Este é Vladimir e nós vamos continuar na dúvida como ele. Ou vamos duvidar dele. É uma escolha do leitor e vai determinar o quanto nos podemos divertir, sensibilizar, rir ou chorar com as dúvidas dele, do crocodilo e do gato que domem juntos no cimento, com a mãe, os vizinhos e vamos ainda pensar nas suas dores e dúvidas perante o mundo. Vamos cavalgar juntos no crocodilo e filosofar com eles. 

“A minha mãe está há três anos a falar sozinha a tentar dizer o que pensa. Não é muito tempo.”

Vladimir é filho de pai solteiro e mãe solteira, vive a cuidar da mãe e de Benito, o crocodilo 🐊 Vivem os três à procura de se compreendem enquanto esperam o futuro, porque o futuro é um sítio onde se pode gritar, mas... “Na nossa casa, o passado e o futuro são tão iguais que não lhes vemos a cara quando dançam.” 
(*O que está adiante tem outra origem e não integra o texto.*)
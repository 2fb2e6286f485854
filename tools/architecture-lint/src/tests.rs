//! Rule-level tests for the layering lint.

use rstest::rstest;

use super::*;

fn check(file: &str, contents: &str) -> Result<(), LintError> {
    lint(&[SourceFile::new(file, contents)], RULES)
}

fn messages(result: Result<(), LintError>) -> Vec<String> {
    match result {
        Err(LintError::Violations(violations)) => violations
            .into_iter()
            .map(|violation| violation.message)
            .collect(),
        other => panic!("expected violations, got {other:?}"),
    }
}

#[rstest]
#[case("domain/user.rs", "use crate::outbound::memory::MemoryStore;")]
#[case("domain/user.rs", "use super::super::inbound::http;")]
#[case("domain/user.rs", "use utoipa::ToSchema;")]
#[case("domain/auth.rs", "fn hash() { let _ = argon2::Argon2::default(); }")]
#[case("domain/pet.rs", "use diesel_async::RunQueryDsl;")]
#[case("inbound/http/users.rs", "use crate::outbound::persistence::DbPool;")]
#[case("inbound/http/users.rs", "use pet_registry::outbound::memory::MemoryStore;")]
#[case("inbound/http/pets.rs", "use diesel::prelude::*;")]
#[case("inbound/http/state.rs", "pub struct S(std::sync::Arc<dyn crate::domain::ports::PetRepository>);")]
#[case("outbound/memory/mod.rs", "use actix_session::Session;")]
#[case("outbound/persistence/pool.rs", "use crate::middleware::Trace;")]
#[case("middleware/trace.rs", "use crate::outbound::memory::MemoryStore;")]
fn forbidden_dependencies_are_reported(#[case] file: &str, #[case] contents: &str) {
    assert_eq!(messages(check(file, contents)).len(), 1);
}

#[rstest]
#[case("domain/pet.rs", "use super::ports::PetRepository; use chrono::Utc;")]
#[case("domain/pet_search.rs", "use super::ports::PetRepository; async fn f() { tokio::try_join!(a(), b()); }")]
#[case("inbound/http/pets.rs", "use crate::domain::ports::PetsQuery; use actix_web::get;")]
#[case("outbound/persistence/diesel_pet_repository.rs", "use crate::domain::ports::PetRepository; use diesel::prelude::*;")]
#[case("outbound/security/argon2_hasher.rs", "use argon2::Argon2;")]
#[case("middleware/trace.rs", "use actix_web::dev::Service; use crate::domain::TraceId;")]
fn permitted_dependencies_pass(#[case] file: &str, #[case] contents: &str) {
    assert!(check(file, contents).is_ok());
}

#[rstest]
fn guard_decides_without_ports() {
    let found = messages(check(
        "domain/authorization.rs",
        "use crate::domain::ports::PetRepository;",
    ));
    assert_eq!(found.len(), 1);
    assert!(found[0].contains("crate::ports"), "{found:?}");
}

#[rstest]
fn guard_stays_synchronous() {
    let found = messages(check(
        "domain/authorization.rs",
        "async fn wait() { tokio::task::yield_now().await; }",
    ));
    assert!(found[0].contains("`tokio`"), "{found:?}");
}

#[rstest]
#[case("UserRepository")]
#[case("BreedRepository")]
#[case("PasswordHasher")]
fn composer_reads_only_pets(#[case] port: &str) {
    let source = format!("use super::ports::{{PetRepository, {port}}};");
    let found = messages(check("domain/pet_search.rs", &source));
    assert_eq!(found.len(), 1);
    assert!(found[0].contains(port));
}

#[rstest]
fn the_same_import_elsewhere_in_the_domain_is_fine() {
    let source = "use super::ports::{UserRepository, PasswordHasher};";
    assert!(check("domain/profile_service.rs", source).is_ok());
}

#[rstest]
fn inline_test_modules_may_name_driven_ports() {
    let source = "
        pub fn handler() {}
        #[cfg(test)]
        mod tests {
            use crate::domain::ports::BreedRepository;
        }
    ";
    assert!(check("inbound/http/breeds.rs", source).is_ok());
}

#[rstest]
#[case("inbound/http/pets/tests.rs")]
#[case("inbound/http/test_utils.rs")]
fn test_files_may_name_driven_ports(#[case] file: &str) {
    assert!(check(file, "use crate::domain::ports::UserRepository;").is_ok());
}

#[rstest]
fn test_modules_still_respect_layers() {
    let source = "
        #[cfg(test)]
        mod tests {
            use crate::outbound::memory::MemoryStore;
        }
    ";
    assert_eq!(messages(check("domain/pet.rs", source)).len(), 1);
}

#[rstest]
fn files_outside_the_rule_scopes_are_ignored() {
    assert!(check("server/mod.rs", "use crate::outbound::memory::MemoryStore;").is_ok());
}

#[rstest]
fn unparsable_sources_are_errors() {
    assert!(matches!(
        check("domain/broken.rs", "fn broken( {"),
        Err(LintError::Parse { .. })
    ));
}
Fora de casa, divide as horas entre o trabalho, onde salva o mundo à mão, ou seja, recicla e o supermercado alemão que vende coisas baratas, ajudando assim a alimentar o mundo que lhe dá de comer. O mundo de flores de plástico, comida de plástico, ideias de plástico... tudo pronto a reciclar. É a era do capitalismo verde.

“Reciclar rima com ressuscitar. Foi a nós, pobres trabalhadores, a quem confiaram a ressurreição do mundo. Não é pouco.”

Mas e o amor? Como e onde se recicla?

“O amor, para mim, é primeiro imaginação e depois realidade. Para mim, amar uma mulher é ficção. Ficção e mentira são coisas diferentes, os pobres e os sozinhos precisam muito de ficção.”

Vladimir diz gostar de mulheres, mas não tem nenhuma para troca ou reciclagem, seja no passado ou para o futuro, mas isso que importa se o presente se faz de palavras alemãs, críticas ao progresso, debates sobre a Lua, a crise da habitação, a reciclagem e os subsídios, a emigração e a política... Eles (Vladimir e os amigos) avançam reacionários contra tudo e eles mesmos. Os despedimentos, os temporários, os arrendatários, os imigrantes, os plásticos e a fábrica. Reacionários e unidos eles sãi um substantivo maior - eles são sindicalizados.

“Os mais velhos lembram-se, normalização quer dizer que vai morrer gente. Racionalização, que a matança será organizada. (...) Um ano depois do fim da reciclagem (e já depois do fim da mina) as pessoas pareciam transparentes, de uma maneira má (…) a pobreza perdeu o seu romantismo, não há mais nada a perder.”

Mas o que interessa isso tudo se o que Vladimir quer gritar ao megafone 📣é sexualmente activo, já sem pausas, sem vírgulas... SexualmenteActivo, uma palavra só, uma palavras que rima sem coxear. Rima com Noor.

E afinal, onde entra a mãe e o crocodilo no meio disto tudo?

O leitor talvez saiba. Ou não! Vamos continuar na dúvida.

“Uma luzinha entra pela claraboia. Suspeito de um sol extraordinário do lado de fora. Não saio, para continuar em dúvida.”